After six months on the experimental diet, 28 (or 80 per cent) of the low fiber group had suffered a relapse, compared to only 17 (or 45 per cent) of the high-fibre group. Significantly, of the 15 people who ate the least amount of fiber in the study, 14 developed new ulcers (Lancet, 2 October 1982).

Myth 4: antacids help stomach ulcers In a study of patients with a gastric (stomach) ulcer — 15 of whom took an antacid and 13 a placebo — doctors found that 'the rate of healing of the ulcer and the relief of pain is not influenced by treatment with a standard antacid preparation.' In short, the study showed that antacids don't work. But doctors think they do. 'All [physicians] prescribe antacids' for stomach ulcers, wrote the doctors who conducted the study (Digestive Diseases). Every last one of them is probably wrong — and they make the same mistake when they prescribe antacids for a duodenal ulcer (an ulcer in the first part of the intestines).

'Antacids are generally accepted as effective in the relief of pain arising from a duodenal ulcer, ' wrote a team of doctors who conducted a study to see if there was anything to this belief. There wasn't. Of the 30 patients with duodenal ulcer who took either an antacid or a placebo to relieve pain, four had more relief from the antacid and three from the placebo, while 23 thought neither was better (Gastroenterology).
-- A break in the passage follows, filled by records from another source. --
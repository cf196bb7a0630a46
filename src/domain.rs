//! Domain Standardizer: maps categorical text onto controlled vocabularies.
//!
//! Matching ignores case, whitespace, `_` and `-`, so `"in store"`,
//! `"In-Store"` and `"INSTORE"` all hit the canonical `InStore`. Values with
//! no match pass through untouched and are counted for manual review.

use std::{
    collections::{BTreeMap, HashMap},
    sync::LazyLock,
};

use regex::Regex;

use crate::{
    data::Value,
    schema::{Schema, Vocabulary},
    table::Table,
};

static SEPARATORS: LazyLock<Regex> =
    LazyLock::new(|| Regex::new(r"[\s_\-]+").expect("separator pattern is valid"));

#[derive(Debug, Clone, PartialEq, Eq, Default)]
pub struct DomainReport {
    /// Cells rewritten to a canonical spelling, per column.
    pub standardized: BTreeMap<String, usize>,
    /// Unmatched values and their occurrence counts, per column.
    pub unmapped: BTreeMap<String, BTreeMap<String, usize>>,
}

impl DomainReport {
    pub fn unmapped_total(&self) -> usize {
        self.unmapped.values().flat_map(|m| m.values()).sum()
    }
}

fn match_key(value: &str) -> String {
    SEPARATORS.replace_all(value.trim(), "").to_lowercase()
}

/// Lookup from normalized spelling to canonical value.
struct Matcher {
    lookup: HashMap<String, String>,
}

impl Matcher {
    fn new(vocabulary: &Vocabulary) -> Self {
        let mut lookup = HashMap::new();
        for canonical in &vocabulary.canonical {
            lookup.insert(match_key(canonical), canonical.clone());
        }
        for (synonym, canonical) in &vocabulary.synonyms {
            lookup
                .entry(match_key(synonym))
                .or_insert_with(|| canonical.clone());
        }
        Self { lookup }
    }

    fn resolve(&self, value: &str) -> Option<&str> {
        self.lookup.get(&match_key(value)).map(String::as_str)
    }
}

pub fn standardize_domain(table: &Table, schema: &Schema) -> (Table, DomainReport) {
    let matchers = schema
        .columns
        .iter()
        .filter_map(|column| {
            let vocabulary = column.vocabulary.as_ref()?;
            let idx = table.column_index(&column.name)?;
            Some((idx, column.name.as_str(), Matcher::new(vocabulary)))
        })
        .collect::<Vec<_>>();

    let mut report = DomainReport::default();
    if matchers.is_empty() {
        return (table.clone(), report);
    }

    let mut rows = table.rows().to_vec();
    for (idx, name, matcher) in &matchers {
        for row in rows.iter_mut() {
            let Some(Value::Text(current)) = &row.cells[*idx] else {
                continue;
            };
            match matcher.resolve(current) {
                Some(canonical) if canonical != current.as_str() => {
                    let canonical = canonical.to_string();
                    row.cells[*idx] = Some(Value::Text(canonical));
                    *report.standardized.entry(name.to_string()).or_default() += 1;
                }
                Some(_) => {}
                None => {
                    *report
                        .unmapped
                        .entry(name.to_string())
                        .or_default()
                        .entry(current.clone())
                        .or_default() += 1;
                }
            }
        }
    }
    (table.with_rows(rows), report)
}

#[cfg(test)]
mod tests {
    use super::*;
    use crate::schema::{ColumnSpec, SemanticType};

    fn schema() -> Schema {
        Schema::new(
            "customers",
            &[],
            vec![
                ColumnSpec::new("region", SemanticType::Text)
                    .vocabulary(Vocabulary::new(["East", "West", "South-West"])),
                ColumnSpec::new("engagement_style", SemanticType::Text).vocabulary(
                    Vocabulary::new(["Mobile", "Desktop", "InStore"])
                        .synonym("Kiosk", "InStore")
                        .synonym("Tablet", "Mobile"),
                ),
            ],
        )
    }

    #[test]
    fn canonicalizes_case_and_separators() {
        let table = Table::from_raw(
            ["region", "engagement_style"],
            vec![
                vec!["east", "in store"],
                vec!["SOUTH WEST", "kiosk"],
                vec!["West", "Tablet"],
            ],
        );
        let (out, report) = standardize_domain(&table, &schema());
        assert_eq!(out.cell(0, "region"), Some(&Some(Value::text("East"))));
        assert_eq!(out.cell(0, "engagement_style"), Some(&Some(Value::text("InStore"))));
        assert_eq!(out.cell(1, "region"), Some(&Some(Value::text("South-West"))));
        assert_eq!(out.cell(1, "engagement_style"), Some(&Some(Value::text("InStore"))));
        assert_eq!(out.cell(2, "engagement_style"), Some(&Some(Value::text("Mobile"))));
        assert_eq!(report.standardized["region"], 2);
        assert_eq!(report.standardized["engagement_style"], 3);
        assert_eq!(report.unmapped_total(), 0);
    }

    #[test]
    fn unmatched_values_pass_through_and_are_reported() {
        let table = Table::from_raw(
            ["region", "engagement_style"],
            vec![vec!["Atlantis", ""], vec!["Atlantis", "Mobile"]],
        );
        let (out, report) = standardize_domain(&table, &schema());
        assert_eq!(out.cell(0, "region"), Some(&Some(Value::text("Atlantis"))));
        assert_eq!(out.cell(0, "engagement_style"), Some(&None));
        assert_eq!(report.unmapped["region"]["Atlantis"], 2);
        assert!(!report.standardized.contains_key("engagement_style"));
    }

    #[test]
    fn standardizing_twice_changes_nothing() {
        let table = Table::from_raw(["region", "engagement_style"], vec![vec!["east", "kiosk"]]);
        let (once, _) = standardize_domain(&table, &schema());
        let (twice, report) = standardize_domain(&once, &schema());
        assert_eq!(once, twice);
        assert!(report.standardized.is_empty());
    }
}
//! Deduplicator: keeps the first record seen per key.
//!
//! Key cells are compared after coercion to their declared type, so `12`
//! and `12.0` in an integer key are the same customer. A cell that does not
//! coerce is compared by its raw text.

use std::collections::HashSet;

use crate::{
    coerce::coerce_value,
    data::{Cell, Value},
    error::SchemaError,
    schema::{ColumnSpec, Schema},
    table::Table,
};

#[derive(Debug, Clone, PartialEq, Eq, Default)]
pub struct DedupReport {
    pub key: Vec<String>,
    pub duplicates_removed: usize,
    /// Source lines of the removed rows.
    pub removed_lines: Vec<usize>,
}

/// Removes rows whose natural-key cells repeat an earlier row. An empty key
/// compares whole rows. Relative order of the survivors is preserved.
pub fn deduplicate(table: &Table, schema: &Schema) -> Result<(Table, DedupReport), SchemaError> {
    let key = &schema.natural_key;
    let indices = if key.is_empty() {
        (0..table.headers().len()).collect::<Vec<_>>()
    } else {
        key.iter()
            .map(|column| {
                table
                    .column_index(column)
                    .ok_or_else(|| SchemaError::MissingKeyColumn {
                        column: column.clone(),
                    })
            })
            .collect::<Result<Vec<_>, _>>()?
    };
    let specs = indices
        .iter()
        .map(|&idx| schema.column(&table.headers()[idx]))
        .collect::<Vec<_>>();

    let mut seen: HashSet<Vec<Cell>> = HashSet::with_capacity(table.len());
    let mut kept = Vec::with_capacity(table.len());
    let mut removed_lines = Vec::new();
    for row in table.rows() {
        let signature = indices
            .iter()
            .zip(&specs)
            .map(|(&idx, spec)| normalized(&row.cells[idx], *spec))
            .collect::<Vec<_>>();
        if seen.insert(signature) {
            kept.push(row.clone());
        } else {
            removed_lines.push(row.line);
        }
    }

    let report = DedupReport {
        key: key.to_vec(),
        duplicates_removed: removed_lines.len(),
        removed_lines,
    };
    Ok((table.with_rows(kept), report))
}

fn normalized(cell: &Cell, spec: Option<&ColumnSpec>) -> Cell {
    match (cell, spec) {
        (Some(value), Some(spec)) => Some(coerce_value(value, spec).unwrap_or_else(|_| value.clone())),
        _ => cell.clone(),
    }
}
Once again, antacids didn't work.

Myth 5: an ulcer patient should eat six times a day This doctrine, which is still followed in many hospitals, might be the worst thing for the stomach because the stomach releases digestive acids whenever it is fed. 'Frequent feedings repeatedly stimulate gastric acid secretion, and there are no data to support the assumption that they are more beneficial in healing ulcers than three meals a day,' said the same researcher who investigated bland diets.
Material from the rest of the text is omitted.